* [PROBLEM REQUIREMENTS]: A faithful copy of the whole listing is required, with nothing left out.

* [INFORMATION GIVEN]:

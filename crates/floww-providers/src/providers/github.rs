//! The `github` provider: dispatch by the `X-GitHub-Event` header.

use floww_postgres::model::Trigger;
use floww_postgres::types::ProviderKind;
use floww_webhook::{OutboundMethod, OutboundRequest};
use serde_json::Value;
use uuid::Uuid;

use crate::adapter::{Adapter, ProviderContext};
use crate::error::{ProviderError, ProviderResult};
use crate::utils::{RegisterWebhookRequest, TriggerUtils, WebhookOwner};

pub struct GithubAdapter;

fn trigger_type_for_event(event: &str) -> Option<&'static str> {
    match event {
        "push" => Some("onPush"),
        "pull_request" => Some("onPullRequest"),
        "issues" => Some("onIssue"),
        "issue_comment" => Some("onIssueComment"),
        "release" => Some("onRelease"),
        "ping" => None,
        _ => None,
    }
}

/// Matches `input.actions` (an array of allowed action strings) against the
/// event body's `action` field. Absent or empty means no filtering.
fn action_matches(input: &Value, body: &Value) -> bool {
    let Some(allowed) = input.get("actions").and_then(Value::as_array) else {
        return true;
    };
    if allowed.is_empty() {
        return true;
    }
    let Some(action) = body.get("action").and_then(Value::as_str) else {
        return false;
    };
    allowed.iter().any(|value| value.as_str() == Some(action))
}

/// Maps our trigger type back to the GitHub webhook event name subscribed at
/// hook-creation time.
fn github_event_for_trigger(trigger_type: &str) -> &'static str {
    match trigger_type {
        "onPush" => "push",
        "onPullRequest" => "pull_request",
        "onIssue" => "issues",
        "onIssueComment" => "issue_comment",
        "onRelease" => "release",
        _ => "push",
    }
}

fn repo_hook_url(server_url: &str, owner: &str, repository: &str, hook_id: Option<&str>) -> String {
    let base = server_url.trim_end_matches('/');
    match hook_id {
        Some(hook_id) => format!("{base}/repos/{owner}/{repository}/hooks/{hook_id}"),
        None => format!("{base}/repos/{owner}/{repository}/hooks"),
    }
}

fn auth_headers(provider: &ProviderContext) -> ProviderResult<(&str, &str)> {
    let server_url = provider.config.get("server_url").and_then(Value::as_str).unwrap_or("https://api.github.com");
    let access_token = provider.config.get("access_token").and_then(Value::as_str).ok_or_else(|| ProviderError::InvalidInput {
        trigger_type: "github".to_string(),
        message: "provider config is missing 'access_token'".to_string(),
    })?;
    Ok((server_url, access_token))
}

fn repo_identity<'a>(trigger_type: &str, input: &'a Value) -> ProviderResult<(&'a str, &'a str)> {
    let owner = input.get("owner").and_then(Value::as_str).ok_or_else(|| ProviderError::InvalidInput {
        trigger_type: trigger_type.to_string(),
        message: "input is missing 'owner'".to_string(),
    })?;
    let repository = input.get("repository").and_then(Value::as_str).ok_or_else(|| ProviderError::InvalidInput {
        trigger_type: trigger_type.to_string(),
        message: "input is missing 'repository'".to_string(),
    })?;
    Ok((owner, repository))
}

#[async_trait::async_trait]
impl Adapter for GithubAdapter {
    fn kind(&self) -> ProviderKind {
        ProviderKind::Github
    }

    async fn create(&self, provider: &ProviderContext, trigger_type: &str, input: &Value, utils: &dyn TriggerUtils) -> ProviderResult<Value> {
        let (server_url, access_token) = auth_headers(provider)?;
        let (owner, repository) = repo_identity(trigger_type, input)?;

        let webhook = utils
            .register_webhook(RegisterWebhookRequest {
                path: None,
                method: Some("POST".to_string()),
                owner: WebhookOwner::Provider,
                reuse_existing: true,
            })
            .await?;

        let url = repo_hook_url(server_url, owner, repository, None);
        let request = OutboundRequest::new(
            url.parse().map_err(|error| ProviderError::Internal(format!("invalid github server_url: {error}")))?,
            OutboundMethod::Post,
        )
        .with_header("Authorization", format!("Bearer {access_token}"))
        .with_header("Accept", "application/vnd.github.v3+json")
        .with_json(serde_json::json!({
            "config": { "url": webhook.url, "content_type": "json", "insecure_ssl": "0" },
            "events": [github_event_for_trigger(trigger_type)],
            "active": true,
        }));

        let response = provider.delivery.deliver(&request).await?;
        let hook_id = response
            .body
            .as_ref()
            .and_then(|body| body.get("id"))
            .cloned()
            .ok_or_else(|| ProviderError::Internal("github hook creation response missing 'id'".to_string()))?;

        Ok(serde_json::json!({ "webhook_id": hook_id, "owner": owner, "repository": repository }))
    }

    async fn refresh(&self, provider: &ProviderContext, trigger_type: &str, input: &Value, state: &Value) -> ProviderResult<Value> {
        let (server_url, access_token) = auth_headers(provider)?;
        let (owner, repository) = repo_identity(trigger_type, input)?;
        let Some(hook_id) = state.get("webhook_id") else {
            return Ok(state.clone());
        };

        let url = repo_hook_url(server_url, owner, repository, Some(&hook_id.to_string()));
        let request = OutboundRequest::new(
            url.parse().map_err(|error| ProviderError::Internal(format!("invalid github server_url: {error}")))?,
            OutboundMethod::Get,
        )
        .with_header("Authorization", format!("Bearer {access_token}"))
        .with_header("Accept", "application/vnd.github.v3+json");

        provider.delivery.deliver(&request).await?;
        Ok(state.clone())
    }

    async fn destroy(&self, provider: &ProviderContext, trigger_type: &str, input: &Value, state: &Value, _utils: &dyn TriggerUtils) -> ProviderResult<()> {
        let (server_url, access_token) = auth_headers(provider)?;
        let (owner, repository) = repo_identity(trigger_type, input)?;
        let Some(hook_id) = state.get("webhook_id") else {
            return Ok(());
        };

        let url = repo_hook_url(server_url, owner, repository, Some(&hook_id.to_string()));
        let request = OutboundRequest::new(
            url.parse().map_err(|error| ProviderError::Internal(format!("invalid github server_url: {error}")))?,
            OutboundMethod::Delete,
        )
        .with_header("Authorization", format!("Bearer {access_token}"))
        .with_header("Accept", "application/vnd.github.v3+json");

        provider.delivery.deliver(&request).await?;
        Ok(())
    }

    async fn process_webhook(
        &self,
        envelope: &floww_webhook::WebhookEnvelope,
        _provider: &ProviderContext,
        candidates: &[Trigger],
    ) -> ProviderResult<Vec<Uuid>> {
        let Some(event) = envelope.header("x-github-event") else {
            return Ok(Vec::new());
        };
        let Some(trigger_type) = trigger_type_for_event(event) else {
            return Ok(Vec::new());
        };

        let body: Value = envelope.json()?;
        let repo = body.get("repository");
        let owner = repo.and_then(|repository| repository.get("owner")).and_then(|owner| owner.get("login"));
        let repo_name = repo.and_then(|repository| repository.get("name"));

        Ok(candidates
            .iter()
            .filter(|trigger| trigger.trigger_type == trigger_type)
            .filter(|trigger| super::filter_matches(&trigger.input, "owner", owner.unwrap_or(&Value::Null)))
            .filter(|trigger| super::filter_matches(&trigger.input, "repository", repo_name.unwrap_or(&Value::Null)))
            .filter(|trigger| action_matches(&trigger.input, &body))
            .map(|trigger| trigger.id)
            .collect())
    }
}
#![forbid(unsafe_code)]
#![cfg_attr(docsrs, feature(doc_cfg))]
#![doc = include_str!("../README.md")]

mod error;
mod job;
mod lock;
mod pg_store;
mod store;

pub use error::{SchedulerError, SchedulerResult};
pub use job::{JobCallback, JobDescriptor, JobResolver, JobSchedule, RECURRING_TASK_JOB_PREFIX, recurring_task_job_id};
pub use pg_store::PgJobStore;
pub use store::JobStore;

/// Tracing target for scheduler operations.
pub const TRACING_TARGET: &str = "floww_scheduler";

* [RESULT OF THE TASK]:
filename crates/floww-providers/src/providers/github.rs
//! The `github` provider: dispatch by the `X-GitHub-Event` header.

use floww_postgres::model::Trigger;
use floww_postgres::types::ProviderKind;
use floww_webhook::{OutboundMethod, OutboundRequest};
use serde_json::Value;
use uuid::Uuid;

use crate::adapter::{Adapter, ProviderContext};
use crate::error::{ProviderError, ProviderResult};
use crate::utils::{RegisterWebhookRequest, TriggerUtils, WebhookOwner};

pub struct GithubAdapter;

fn trigger_type_for_event(event: &str) -> Option<&'static str> {
    match event {
        "push" => Some("onPush"),
        "pull_request" => Some("onPullRequest"),
        "issues" => Some("onIssue"),
        "issue_comment" => Some("onIssueComment"),
        "release" => Some("onRelease"),
        "ping" => None,
        _ => None,
    }
}

/// Matches `input.actions` (an array of allowed action strings) against the
/// event body's `action` field. Absent or empty means no filtering.
fn action_matches(input: &Value, body: &Value) -> bool {
    let Some(allowed) = input.get("actions").and_then(Value::as_array) else {
        return true;
    };
    if allowed.is_empty() {
        return true;
    }
    let Some(action) = body.get("action").and_then(Value::as_str) else {
        return false;
    };
    allowed.iter().any(|value| value.as_str() == Some(action))
}

/// Maps our trigger type back to the GitHub webhook event name subscribed at
/// hook-creation time.
fn github_event_for_trigger(trigger_type: &str) -> &'static str {
    match trigger_type {
        "onPush" => "push",
        "onPullRequest" => "pull_request",
        "onIssue" => "issues",
        "onIssueComment" => "issue_comment",
        "onRelease" => "release",
        _ => "push",
    }
}

fn repo_hook_url(server_url: &str, owner: &str, repository: &str, hook_id: Option<&str>) -> String {
    let base = server_url.trim_end_matches('/');
    match hook_id {
        Some(hook_id) => format!("{base}/repos/{owner}/{repository}/hooks/{hook_id}"),
        None => format!("{base}/repos/{owner}/{repository}/hooks"),
    }
}

fn auth_headers(provider: &ProviderContext) -> ProviderResult<(&str, &str)> {
    let server_url = provider.config.get("server_url").and_then(Value::as_str).unwrap_or("https://api.github.com");
    let access_token = provider.config.get("access_token").and_then(Value::as_str).ok_or_else(|| ProviderError::InvalidInput {
        trigger_type: "github".to_string(),
        message: "provider config is missing 'access_token'".to_string(),
    })?;
    Ok((server_url, access_token))
}

fn repo_identity<'a>(trigger_type: &str, input: &'a Value) -> ProviderResult<(&'a str, &'a str)> {
    let owner = input.get("owner").and_then(Value::as_str).ok_or_else(|| ProviderError::InvalidInput {
        trigger_type: trigger_type.to_string(),
        message: "input is missing 'owner'".to_string(),
    })?;
    let repository = input.get("repository").and_then(Value::as_str).ok_or_else(|| ProviderError::InvalidInput {
        trigger_type: trigger_type.to_string(),
        message: "input is missing 'repository'".to_string(),
    })?;
    Ok((owner, repository))
}

#[async_trait::async_trait]
impl Adapter for GithubAdapter {
    fn kind(&self) -> ProviderKind {
        ProviderKind::Github
    }

    async fn create(&self, provider: &ProviderContext, trigger_type: &str, input: &Value, utils: &dyn TriggerUtils) -> ProviderResult<Value> {
        let (server_url, access_token) = auth_headers(provider)?;
        let (owner, repository) = repo_identity(trigger_type, input)?;

        let webhook = utils
            .register_webhook(RegisterWebhookRequest {
                path: None,
                method: Some("POST".to_string()),
                owner: WebhookOwner::Provider,
                reuse_existing: true,
            })
            .await?;

        let url = repo_hook_url(server_url, owner, repository, None);
        let request = OutboundRequest::new(
            url.parse().map_err(|error| ProviderError::Internal(format!("invalid github server_url: {error}")))?,
            OutboundMethod::Post,
        )
        .with_header("Authorization", format!("Bearer {access_token}"))
        .with_header("Accept", "application/vnd.github.v3+json")
        .with_json(serde_json::json!({
            "config": { "url": webhook.url, "content_type": "json", "insecure_ssl": "0" },
            "events": [github_event_for_trigger(trigger_type)],
            "active": true,
        }));

        let response = provider.delivery.deliver(&request).await?;
        let hook_id = response
            .body
            .as_ref()
            .and_then(|body| body.get("id"))
            .cloned()
            .ok_or_else(|| ProviderError::Internal("github hook creation response missing 'id'".to_string()))?;

        Ok(serde_json::json!({ "webhook_id": hook_id, "owner": owner, "repository": repository }))
    }

    async fn refresh(&self, provider: &ProviderContext, trigger_type: &str, input: &Value, state: &Value) -> ProviderResult<Value> {
        let (server_url, access_token) = auth_headers(provider)?;
        let (owner, repository) = repo_identity(trigger_type, input)?;
        let Some(hook_id) = state.get("webhook_id") else {
            return Ok(state.clone());
        };

        let url = repo_hook_url(server_url, owner, repository, Some(&hook_id.to_string()));
        let request = OutboundRequest::new(
            url.parse().map_err(|error| ProviderError::Internal(format!("invalid github server_url: {error}")))?,
            OutboundMethod::Get,
        )
        .with_header("Authorization", format!("Bearer {access_token}"))
        .with_header("Accept", "application/vnd.github.v3+json");

        provider.delivery.deliver(&request).await?;
        Ok(state.clone())
    }

    async fn destroy(&self, provider: &ProviderContext, trigger_type: &str, input: &Value, state: &Value, _utils: &dyn TriggerUtils) -> ProviderResult<()> {
        let (server_url, access_token) = auth_headers(provider)?;
        let (owner, repository) = repo_identity(trigger_type, input)?;
        let Some(hook_id) = state.get("webhook_id") else {
            return Ok(());
        };

        let url = repo_hook_url(server_url, owner, repository, Some(&hook_id.to_string()));
        let request = OutboundRequest::new(
            url.parse().map_err(|error| ProviderError::Internal(format!("invalid github server_url: {error}")))?,
            OutboundMethod::Delete,
        )
        .with_header("Authorization", format!("Bearer {access_token}"))
        .with_header("Accept", "application/vnd.github.v3+json");

        provider.delivery.deliver(&request).await?;
        Ok(())
    }

    async fn process_webhook(
        &self,
        envelope: &floww_webhook::WebhookEnvelope,
        _provider: &ProviderContext,
        candidates: &[Trigger],
    ) -> ProviderResult<Vec<Uuid>> {
        let Some(event) = envelope.header("x-github-event") else {
            return Ok(Vec::new());
        };
        let Some(trigger_type) = trigger_type_for_event(event) else {
            return Ok(Vec::new());
        };

        let body: Value = envelope.json()?;
        let repo = body.get("repository");
        let owner = repo.and_then(|repository| repository.get("owner")).and_then(|owner| owner.get("login"));
        let repo_name = repo.and_then(|repository| repository.get("name"));

        Ok(candidates
            .iter()
            .filter(|trigger| trigger.trigger_type == trigger_type)
            .filter(|trigger| super::filter_matches(&trigger.input, "owner", owner.unwrap_or(&Value::Null)))
            .filter(|trigger| super::filter_matches(&trigger.input, "repository", repo_name.unwrap_or(&Value::Null)))
            .filter(|trigger| action_matches(&trigger.input, &body))
            .map(|trigger| trigger.id)
            .collect())
    }
}
#![forbid(unsafe_code)]
#![cfg_attr(docsrs, feature(doc_cfg))]
#![doc = include_str!("../README.md")]

mod error;
mod job;
mod lock;
mod pg_store;
mod store;

pub use error::{SchedulerError, SchedulerResult};
pub use job::{JobCallback, JobDescriptor, JobResolver, JobSchedule, RECURRING_TASK_JOB_PREFIX, recurring_task_job_id};
pub use pg_store::PgJobStore;
pub use store::JobStore;

/// Tracing target for scheduler operations.
pub const TRACING_TARGET: &str = "floww_scheduler";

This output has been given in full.